**Exercise aim**.
Look through the data below, and copy each line that carries the word "title".

**Source records**.
use std::collections::VecDeque;

use immui_core::{
    Command, Context, InputSnapshot, InputSource, Key, Point, PointerButton, Rect, TextMetrics,
    UiError, WheelDelta,
};
use immui_render_common::{replay, RecordingRenderer};

/// Installs an `env_logger` for tests. Safe to call from every test;
/// later calls are ignored. Filter with `RUST_LOG` as usual.
pub fn init_logging() {
    let _ = env_logger::builder().is_test(true).try_init();
}

/// Monospace metrics: every character has the same advance.
#[derive(Clone, Copy, Debug, PartialEq, Eq)]
pub struct FixedMetrics {
    pub char_width: i32,
    pub line_height: i32,
}

impl Default for FixedMetrics {
    fn default() -> Self {
        Self {
            char_width: 8,
            line_height: 10,
        }
    }
}

impl TextMetrics for FixedMetrics {
    fn text_width(&self, text: &str) -> i32 {
        text.chars().count() as i32 * self.char_width
    }

    fn line_height(&self) -> i32 {
        self.line_height
    }
}

/// Input that replays queued snapshots, then repeats the last one.
#[derive(Clone, Debug, Default)]
pub struct ScriptedInput {
    queued: VecDeque<InputSnapshot>,
    current: InputSnapshot,
}

impl ScriptedInput {
    pub fn new() -> Self {
        Self::default()
    }

    pub fn push(&mut self, snapshot: InputSnapshot) -> &mut Self {
        self.queued.push_back(snapshot);
        self
    }

    pub fn is_exhausted(&self) -> bool {
        self.queued.is_empty()
    }
}

impl InputSource for ScriptedInput {
    fn poll(&mut self) -> InputSnapshot {
        if let Some(next) = self.queued.pop_front() {
            self.current = next;
        }
        self.current.clone()
    }
}

/// A context plus the input state of a simulated user, driven one frame
/// at a time.
///
/// Pointer helpers change the held state and run no frame; pass the
/// declaration to [`TestHarness::frame`] afterwards. Per-frame inputs
/// (wheel, typed text, key presses) are cleared after each frame.
pub struct TestHarness {
    ctx: Context,
    input: InputSnapshot,
    renderer: RecordingRenderer,
}

impl TestHarness {
    pub fn new() -> Self {
        Self::with_context(Context::new(FixedMetrics::default()))
    }

    pub fn with_context(ctx: Context) -> Self {
        Self {
            ctx,
            input: InputSnapshot::new(),
            renderer: RecordingRenderer::default(),
        }
    }

    pub fn context(&self) -> &Context {
        &self.ctx
    }

    pub fn context_mut(&mut self) -> &mut Context {
        &mut self.ctx
    }

    pub fn move_to(&mut self, x: i32, y: i32) -> &mut Self {
        self.input.pointer = Point::new(x, y);
        self
    }

    pub fn press(&mut self) -> &mut Self {
        self.input.buttons.insert(PointerButton::Primary);
        self
    }

    pub fn release(&mut self) -> &mut Self {
        self.input.buttons.remove(PointerButton::Primary);
        self
    }

    pub fn hold_key(&mut self, key: Key) -> &mut Self {
        self.input.keys_down.insert(key);
        self
    }

    pub fn release_key(&mut self, key: Key) -> &mut Self {
        self.input.keys_down.remove(key);
        self
    }

    /// Presses `key` for the next frame only.
    pub fn tap_key(&mut self, key: Key) -> &mut Self {
        self.input.keys_pressed.insert(key);
        self
    }

    pub fn type_text(&mut self, text: &str) -> &mut Self {
        self.input.text.push_str(text);
        self
    }

    pub fn scroll(&mut self, x: f32, y: f32) -> &mut Self {
        self.input.wheel = WheelDelta::new(x, y);
        self
    }

    /// Runs one frame declaring `f`.
    pub fn frame(&mut self, f: impl FnOnce(&mut Context)) -> Result<bool, UiError> {
        self.try_frame(|ctx| {
            f(ctx);
            Ok(())
        })
    }

    pub fn try_frame(
        &mut self,
        f: impl FnOnce(&mut Context) -> Result<(), UiError>,
    ) -> Result<bool, UiError> {
        let mut input = self.input.clone();
        let result = self.ctx.update(&mut input, f);
        self.input.wheel = WheelDelta::ZERO;
        self.input.text.clear();
        self.input.keys_pressed = Default::default();
        result
    }

    /// Moves to `(x, y)` and clicks there, running the three frames a
    /// click needs: hover, press, release. Each frame declares `f`.
    pub fn click(
        &mut self,
        x: i32,
        y: i32,
        mut f: impl FnMut(&mut Context),
    ) -> Result<(), UiError> {
        self.move_to(x, y).frame(&mut f)?;
        self.press().frame(&mut f)?;
        self.release().frame(&mut f)?;
        Ok(())
    }

    /// Commands of the last frame, back to front.
    pub fn commands(&self) -> Vec<Command> {
        self.ctx.commands().cloned().collect()
    }

    /// Replays the last frame into the harness renderer.
    pub fn render(&mut self) -> &RecordingRenderer {
        self.renderer.take_operations();
        match replay(&mut self.renderer, self.ctx.commands()) {
            Ok(_) => {}
            Err(never) => match never {},
        }
        &self.renderer
    }

    /// Whether any recorded text run equals `text`.
    pub fn has_text(&self, text: &str) -> bool {
        self.ctx
            .commands()
            .any(|command| matches!(command, Command::Text { text: t, .. } if t == text))
    }

    /// Bounds of the root container `title`, if it exists.
    pub fn window_bounds(&self, title: &str) -> Option<Rect> {
        self.ctx
            .container(Context::window_id(title))
            .map(|container| container.layout().bounds)
    }
}

impl Default for TestHarness {
    fn default() -> Self {
        Self::new()
    }
}

#[cfg(test)]
#[path = "tests/testing_tests.rs"]
mod tests;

**Written answer**.
    /// Bounds of the root container `title`, if it exists.
    pub fn window_bounds(&self, title: &str) -> Option<Rect> {
            .container(Context::window_id(title))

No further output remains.